BEGIN DATA RECORDS

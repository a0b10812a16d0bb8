//! # miniko
//!
//! Terminal front-end for the task journal: loads settings, sets up
//! logging, opens the store and runs one command.

#![deny(unsafe_code)]

mod cli;
mod journal;
mod render;

use std::io::Write;
use std::path::PathBuf;

use anyhow::{Context, Result};
use clap::Parser;
use miniko_core::Task;
use miniko_logging::{LogFormat, LoggingConfig};
use miniko_settings::{LoggingSettings, MinikoSettings};
use miniko_store::TaskStore;

use crate::cli::{Cli, Command};
use crate::journal::{Clock, Journal, Removed, SystemClock};

fn main() -> Result<()> {
    let cli = Cli::parse();
    let settings = load_settings(&cli)?;

    miniko_logging::init_logging(&logging_config(&settings.logging))
        .context("failed to initialize logging")?;

    let db = db_path(&cli, &settings);
    let store = TaskStore::initialize(&db)
        .with_context(|| format!("failed to open journal at {}", db.display()))?;
    let journal = Journal::new(
        store,
        SystemClock::new(settings.journal.timestamp_format.clone()),
    );

    let mut stdout = std::io::stdout().lock();
    run(&journal, cli.command(), &mut stdout)
}

fn load_settings(cli: &Cli) -> Result<MinikoSettings> {
    match &cli.settings {
        Some(path) => miniko_settings::load_settings_from_path(path)
            .with_context(|| format!("failed to load settings from {}", path.display())),
        None => miniko_settings::load_settings().context("failed to load settings"),
    }
}

fn logging_config(settings: &LoggingSettings) -> LoggingConfig {
    LoggingConfig {
        level: settings.level.clone(),
        format: if settings.json {
            LogFormat::Json
        } else {
            LogFormat::Compact
        },
    }
}

/// `--db` wins; otherwise the settings decide, which already folds in
/// `MINIKO_DB_PATH` and the location next to the executable.
fn db_path(cli: &Cli, settings: &MinikoSettings) -> PathBuf {
    cli.db
        .clone()
        .unwrap_or_else(|| settings.database.resolve_path())
}

fn run<C: Clock>(journal: &Journal<C>, command: Command, out: &mut impl Write) -> Result<()> {
    match command {
        Command::Add { words } => {
            let task = journal.add(&words.join(" "))?;
            writeln!(out, "Added task {}: {}", task.id, task.description)?;
        }
        Command::List { json } => {
            let listing = journal.listing()?;
            if json {
                writeln!(out, "{}", render::render_json(&listing)?)?;
            } else {
                write!(out, "{}", render::render_listing(&listing))?;
            }
        }
        Command::Done { id } => match journal.complete(id)? {
            Some(Task::Done(task)) => {
                writeln!(
                    out,
                    "Completed task {}: {} ({})",
                    task.id, task.description, task.completed_at
                )?;
            }
            Some(Task::Open(task)) => {
                writeln!(out, "Task {} is still open", task.id)?;
            }
            None => writeln!(out, "No task with id {id}")?,
        },
        Command::Rm { id } => match journal.delete(id)? {
            Some(Removed::Task(task)) => {
                writeln!(out, "Deleted task {}: {}", task.id(), task.description())?;
            }
            Some(Removed::Unreadable(id)) => writeln!(out, "Deleted unreadable task {id}")?,
            None => writeln!(out, "No task with id {id}")?,
        },
    }
    Ok(())
}
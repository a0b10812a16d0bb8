//! The journal front-end service.
//!
//! Sits between user input and [`TaskStore`]: rejects blank entries and
//! stamps creation and completion times from a [`Clock`].

use miniko_core::{OpenTask, Task, TaskId, TaskListing, Timestamp};
use miniko_store::{StoreError, TaskStore};
use tracing::{info, warn};

/// Source of timestamps for new and completed entries.
pub trait Clock {
    fn now(&self) -> Timestamp;
}

/// Local wall-clock time in a fixed `chrono` format.
#[derive(Clone, Debug)]
pub struct SystemClock {
    format: String,
}

impl SystemClock {
    /// `format` must be a valid strftime string; settings validation
    /// guarantees this for configured formats.
    pub fn new(format: impl Into<String>) -> Self {
        Self {
            format: format.into(),
        }
    }
}

impl Clock for SystemClock {
    fn now(&self) -> Timestamp {
        Timestamp::new(chrono::Local::now().format(&self.format).to_string())
    }
}

#[derive(Debug, thiserror::Error)]
pub enum JournalError {
    #[error("task description must not be empty")]
    EmptyDescription,

    #[error(transparent)]
    Store(#[from] StoreError),
}

/// What [`Journal::delete`] removed.
#[derive(Debug, Clone, PartialEq, Eq)]
pub enum Removed {
    /// A readable task, as it was just before deletion.
    Task(Task),
    /// A row that could not be read as a task; only its id is known.
    Unreadable(TaskId),
}

pub struct Journal<C> {
    store: TaskStore,
    clock: C,
}

impl<C: Clock> Journal<C> {
    pub fn new(store: TaskStore, clock: C) -> Self {
        Self { store, clock }
    }

    /// Record a new entry. Surrounding whitespace is trimmed; text that is
    /// blank after trimming is rejected before touching the store.
    pub fn add(&self, text: &str) -> Result<OpenTask, JournalError> {
        let description = text.trim();
        if description.is_empty() {
            return Err(JournalError::EmptyDescription);
        }

        let created_at = self.clock.now();
        let id = self.store.create_task(description, &created_at)?;
        info!(task_id = %id, "task added");

        Ok(OpenTask {
            id,
            description: description.to_string(),
            created_at,
        })
    }

    /// Mark `id` done now. Returns the task as stored afterwards, or `None`
    /// when no such task exists. An already finished task comes back with
    /// its original completion time.
    pub fn complete(&self, id: TaskId) -> Result<Option<Task>, JournalError> {
        let completed_at = self.clock.now();
        let _ = self.store.complete_task(id, &completed_at)?;
        Ok(self.store.get_task(id)?)
    }

    /// Delete `id`, returning what was removed.
    ///
    /// A row too damaged to read is still deleted, so a bad entry can
    /// always be cleared from the journal.
    pub fn delete(&self, id: TaskId) -> Result<Option<Removed>, JournalError> {
        let existing = match self.store.get_task(id) {
            Ok(task) => task.map(Removed::Task),
            Err(err @ StoreError::CorruptRow { .. }) => {
                warn!(task_id = %id, error = %err, "deleting unreadable task row");
                Some(Removed::Unreadable(id))
            }
            Err(err) => return Err(err.into()),
        };
        let _ = self.store.delete_task(id)?;
        if existing.is_some() {
            info!(task_id = %id, "task deleted");
        }
        Ok(existing)
    }

    pub fn listing(&self) -> Result<TaskListing, JournalError> {
        Ok(self.store.list_tasks()?)
    }
}

#[cfg(test)]
pub(crate) mod test_support {
    use std::cell::RefCell;
    use std::collections::VecDeque;

    use super::*;

    /// Hands out preset timestamps in order, repeating the last one.
    pub struct FixedClock {
        ticks: RefCell<VecDeque<&'static str>>,
        last: RefCell<&'static str>,
    }

    impl FixedClock {
        pub fn new(ticks: &[&'static str]) -> Self {
            Self {
                ticks: RefCell::new(ticks.iter().copied().collect()),
                last: RefCell::new("1970/01/01, 00:00"),
            }
        }
    }

    impl Clock for FixedClock {
        fn now(&self) -> Timestamp {
            if let Some(tick) = self.ticks.borrow_mut().pop_front() {
                *self.last.borrow_mut() = tick;
            }
            Timestamp::new(*self.last.borrow())
        }
    }

    pub fn journal(ticks: &[&'static str]) -> (tempfile::TempDir, Journal<FixedClock>) {
        let dir = tempfile::tempdir().unwrap();
        let store = TaskStore::initialize(dir.path().join("miniko.db")).unwrap();
        (dir, Journal::new(store, FixedClock::new(ticks)))
    }

    /// Run raw SQL against the journal's file, bypassing the store.
    pub fn insert_raw<C>(journal: &Journal<C>, sql: &str) {
        miniko_store::Session::scope(journal.store.path(), |tx| {
            tx.execute_batch(sql)?;
            Ok(())
        })
        .unwrap();
    }
}
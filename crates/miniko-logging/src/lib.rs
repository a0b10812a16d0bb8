//! # miniko-logging
//!
//! Structured logging with `tracing`.
//!
//! Installs one global subscriber writing to stderr, so command output on
//! stdout stays clean. The filter comes from `RUST_LOG` when set, otherwise
//! from the configured level directive.

#![deny(unsafe_code)]

use std::io::IsTerminal;

use tracing_subscriber::layer::SubscriberExt;
use tracing_subscriber::util::SubscriberInitExt;
use tracing_subscriber::{EnvFilter, Layer};

/// Output format for log lines.
#[derive(Clone, Copy, Debug, Default, PartialEq, Eq)]
pub enum LogFormat {
    /// Compact human-readable lines.
    #[default]
    Compact,
    /// One JSON object per line.
    Json,
}

/// Configuration for the logging subsystem.
#[derive(Clone, Debug)]
pub struct LoggingConfig {
    /// Default filter directive (e.g. `warn`, `miniko_store=debug`).
    /// Overridden by `RUST_LOG`.
    pub level: String,
    /// Line format.
    pub format: LogFormat,
}

impl Default for LoggingConfig {
    fn default() -> Self {
        Self {
            level: "warn".to_string(),
            format: LogFormat::Compact,
        }
    }
}

/// Errors raised while installing the subscriber.
#[derive(Debug, thiserror::Error)]
pub enum LoggingError {
    /// The level directive could not be parsed.
    #[error("invalid log filter {directive:?}: {source}")]
    InvalidFilter {
        /// The directive as configured.
        directive: String,
        /// Parser error from `tracing-subscriber`.
        #[source]
        source: tracing_subscriber::filter::ParseError,
    },

    /// A global subscriber is already installed.
    #[error("logging already initialized")]
    AlreadyInitialized,
}

/// Build the filter: `RUST_LOG` if present and valid, else `level`.
pub fn build_filter(level: &str) -> Result<EnvFilter, LoggingError> {
    if let Ok(filter) = EnvFilter::try_from_default_env() {
        return Ok(filter);
    }
    EnvFilter::try_new(level).map_err(|source| LoggingError::InvalidFilter {
        directive: level.to_string(),
        source,
    })
}

/// Initialize logging. Call once at startup.
pub fn init_logging(config: &LoggingConfig) -> Result<(), LoggingError> {
    let filter = build_filter(&config.level)?;

    let fmt_layer = match config.format {
        LogFormat::Compact => tracing_subscriber::fmt::layer()
            .compact()
            .with_writer(std::io::stderr)
            .with_ansi(std::io::stderr().is_terminal())
            .with_target(true)
            .boxed(),
        LogFormat::Json => tracing_subscriber::fmt::layer()
            .json()
            .with_writer(std::io::stderr)
            .with_target(true)
            .with_span_list(true)
            .boxed(),
    };

    tracing_subscriber::registry()
        .with(fmt_layer.with_filter(filter))
        .try_init()
        .map_err(|_| LoggingError::AlreadyInitialized)?;

    tracing::debug!(level = %config.level, format = ?config.format, "logging initialized");
    Ok(())
}

#[cfg(test)]
mod tests {
    use super::*;

    #[test]
    fn default_config() {
        let config = LoggingConfig::default();
        assert_eq!(config.level, "warn");
        assert_eq!(config.format, LogFormat::Compact);
    }

    #[test]
    fn invalid_directive_is_reported() {
        // Only meaningful when RUST_LOG does not shadow the directive.
        if std::env::var_os("RUST_LOG").is_some() {
            return;
        }
        let err = build_filter("miniko_store=loud").unwrap_err();
        assert!(matches!(err, LoggingError::InvalidFilter { .. }));
        assert!(err.to_string().contains("miniko_store=loud"));
    }

    #[test]
    fn valid_directives_parse() {
        for level in ["warn", "debug", "miniko_store=trace,warn"] {
            assert!(build_filter(level).is_ok(), "{level}");
        }
    }

    #[test]
    fn second_init_is_rejected() {
        let config = LoggingConfig {
            level: "error".to_string(),
            format: LogFormat::Json,
        };
        init_logging(&config).unwrap();
        assert!(matches!(
            init_logging(&config),
            Err(LoggingError::AlreadyInitialized)
        ));
    }
}
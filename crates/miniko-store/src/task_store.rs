//! Task persistence: the journal operations on top of [`Session`].

use std::path::{Path, PathBuf};

use miniko_core::{OpenTask, Task, TaskId, TaskListing, TaskStatus, Timestamp};
use rusqlite::params;
use tracing::{debug, info, instrument, warn};

use crate::error::StoreError;
use crate::row_helpers;
use crate::schema::{self, TABLE};
use crate::session::Session;

const SELECT_COLUMNS: &str = "SELECT id, task, is_done, created, done FROM todo_items";

/// Task persistence over a single `SQLite` file.
///
/// Holds only the file path; each operation opens its own [`Session`].
#[derive(Clone, Debug)]
pub struct TaskStore {
    path: PathBuf,
}

impl TaskStore {
    /// Prepare the database at `path` and return a store bound to it.
    ///
    /// Creates the parent directory and the file when missing. Safe to call
    /// on every startup: existing rows are left untouched.
    pub fn initialize(path: impl Into<PathBuf>) -> Result<Self, StoreError> {
        let path = path.into();
        if let Some(parent) = path.parent().filter(|p| !p.as_os_str().is_empty()) {
            std::fs::create_dir_all(parent)?;
        }

        Session::scope(&path, |tx| {
            tx.execute_batch(schema::CREATE_TABLES)?;
            Ok(())
        })?;

        info!(path = %path.display(), "task store initialized");
        Ok(Self { path })
    }

    /// Location of the backing file.
    pub fn path(&self) -> &Path {
        &self.path
    }

    /// Record a new open task and return its store-assigned id.
    ///
    /// The description is stored as given; rejecting empty text is up to
    /// the caller.
    #[instrument(skip_all, fields(created_at = %created_at))]
    pub fn create_task(
        &self,
        description: &str,
        created_at: &Timestamp,
    ) -> Result<TaskId, StoreError> {
        let id = Session::scope(&self.path, |tx| {
            let _ = tx.execute(
                "INSERT INTO todo_items (task, is_done, created) VALUES (?1, ?2, ?3)",
                params![description, TaskStatus::Open.as_sql(), created_at.as_str()],
            )?;
            Ok(TaskId::new(tx.last_insert_rowid()))
        })?;

        debug!(task_id = %id, "task created");
        Ok(id)
    }

    /// All tasks, split into open and done, each in creation order.
    ///
    /// A row that cannot be read as a task is logged and left out, so one
    /// bad row does not hide the rest of the journal. It can still be
    /// removed with [`TaskStore::delete_task`].
    #[instrument(skip_all)]
    pub fn list_tasks(&self) -> Result<TaskListing, StoreError> {
        let (listing, skipped) = Session::scope(&self.path, |tx| {
            let mut stmt = tx.prepare(&format!("{SELECT_COLUMNS} ORDER BY id"))?;
            let mut rows = stmt.query([])?;
            let mut listing = TaskListing::default();
            let mut skipped = 0_usize;
            while let Some(row) = rows.next()? {
                match row_to_task(row) {
                    Ok(task) => listing.push(task),
                    Err(err @ StoreError::CorruptRow { .. }) => {
                        warn!(error = %err, "skipping unreadable task row");
                        skipped += 1;
                    }
                    Err(err) => return Err(err),
                }
            }
            Ok((listing, skipped))
        })?;

        debug!(
            open = listing.open.len(),
            done = listing.done.len(),
            skipped,
            "tasks listed"
        );
        Ok(listing)
    }

    /// Look up a single task.
    #[instrument(skip_all, fields(task_id = %id))]
    pub fn get_task(&self, id: TaskId) -> Result<Option<Task>, StoreError> {
        Session::scope(&self.path, |tx| {
            let mut stmt = tx.prepare(&format!("{SELECT_COLUMNS} WHERE id = ?1"))?;
            let mut rows = stmt.query([id.get()])?;
            let task = rows.next()?.map(row_to_task).transpose()?;
            Ok(task)
        })
    }

    /// Mark an open task done at `completed_at`.
    ///
    /// Unknown ids and tasks that are already done are left unchanged
    /// without error; a done task keeps its first completion time.
    #[instrument(skip_all, fields(task_id = %id, completed_at = %completed_at))]
    pub fn complete_task(
        &self,
        id: TaskId,
        completed_at: &Timestamp,
    ) -> Result<TaskId, StoreError> {
        let rows = Session::scope(&self.path, |tx| {
            Ok(tx.execute(
                "UPDATE todo_items SET is_done = ?1, done = ?2 WHERE id = ?3 AND is_done = ?4",
                params![
                    TaskStatus::Done.as_sql(),
                    completed_at.as_str(),
                    id.get(),
                    TaskStatus::Open.as_sql(),
                ],
            )?)
        })?;

        debug!(rows, "task completed");
        Ok(id)
    }

    /// Permanently remove a task in either state. Unknown ids are a no-op.
    #[instrument(skip_all, fields(task_id = %id))]
    pub fn delete_task(&self, id: TaskId) -> Result<TaskId, StoreError> {
        let rows = Session::scope(&self.path, |tx| {
            Ok(tx.execute("DELETE FROM todo_items WHERE id = ?1", [id.get()])?)
        })?;

        debug!(rows, "task deleted");
        Ok(id)
    }
}

fn row_to_task(row: &rusqlite::Row<'_>) -> Result<Task, StoreError> {
    let id: i64 = row_helpers::get(row, 0, TABLE, "id")?;
    let description: String = row_helpers::get(row, 1, TABLE, "task")?;
    let flag: String = row_helpers::get(row, 2, TABLE, "is_done")?;
    let created: String = row_helpers::get(row, 3, TABLE, "created")?;
    let done: Option<String> = row_helpers::get(row, 4, TABLE, "done")?;

    let open = OpenTask {
        id: TaskId::new(id),
        description,
        created_at: Timestamp::new(created),
    };

    // Anything other than the open flag counts as done.
    let status = TaskStatus::from_sql(&flag).unwrap_or_else(|unknown| {
        warn!(task_id = id, error = %unknown, "treating unknown status flag as done");
        TaskStatus::Done
    });

    match status {
        TaskStatus::Open => Ok(Task::Open(open)),
        TaskStatus::Done => {
            let completed = done.ok_or_else(|| StoreError::CorruptRow {
                table: TABLE,
                column: "done",
                detail: format!("task {id} is done but has no completion time"),
            })?;
            Ok(Task::Done(open.complete(Timestamp::new(completed))))
        }
    }
}
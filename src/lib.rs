//! Argus - Network-Device Monitoring Orchestrator
//!
//! This crate provides the core functionality of the Argus monitoring
//! system. It can be used as a library by other Rust projects, or run as a
//! standalone binary with the `argus` executable.
//!
//! # Architecture
//!
//! - **Registry**: in-memory entity records (credentials, discoveries,
//!   devices, metrics), write-through over a pluggable store
//! - **Prober**: discovery pipeline (ping, port check, credential probe)
//! - **Scheduler**: priority-queue due-time tracking per (device, metric) pair
//! - **Poller**: bounded-concurrency execution of the external probing program
//! - **Sink**: best-effort file archive of poll results
//! - **Server**: JSON management API (CRUD, run discovery, provision)
//!
//! # Example
//!
//! ```rust,ignore
//! use argus::{MemStore, Plugin, PollExecutor, Registry, Scheduler};
//! use std::sync::Arc;
//!
//! #[tokio::main]
//! async fn main() -> Result<(), Box<dyn std::error::Error>> {
//!     let registry = Arc::new(Registry::load(Arc::new(MemStore::new())).await?);
//!     // Wire channels, spawn the scheduler, executor and sink...
//!     Ok(())
//! }
//! ```

pub mod config;
pub mod poller;
pub mod prober;
pub mod provision;
pub mod registry;
pub mod scheduler;
pub mod server;
pub mod sink;

pub use config::AppConfig;
pub use poller::{PollExecutor, PollerConfig};
pub use poller::plugin::{Plugin, PluginConfig, PluginError};
pub use prober::{ProbeError, Prober, ProberConfig};
pub use provision::{ProvisionError, provision};
pub use registry::{
    CredentialProfile, CredentialSecrets, Device, DeviceStatus, DeviceType, DiscoveryCandidate,
    EntityId, MemStore, MetricDefinition, Protocol, Registry, RegistryError, Store, StoreError,
};
pub use scheduler::{PollRequest, ProvisionEvent, Scheduler, SchedulerConfig};
pub use server::{AppState, create_router};
pub use sink::{ArchiveConfig, FileSink, PollResult};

END DATA RECORDS

WORK TO BE COMPLETED.
Search the data above for "InvalidFilter" and copy every line where it turns up.

EXERCISE ANSWER.
    InvalidFilter {
    EnvFilter::try_new(level).map_err(|source| LoggingError::InvalidFilter {
        assert!(matches!(err, LoggingError::InvalidFilter { .. }));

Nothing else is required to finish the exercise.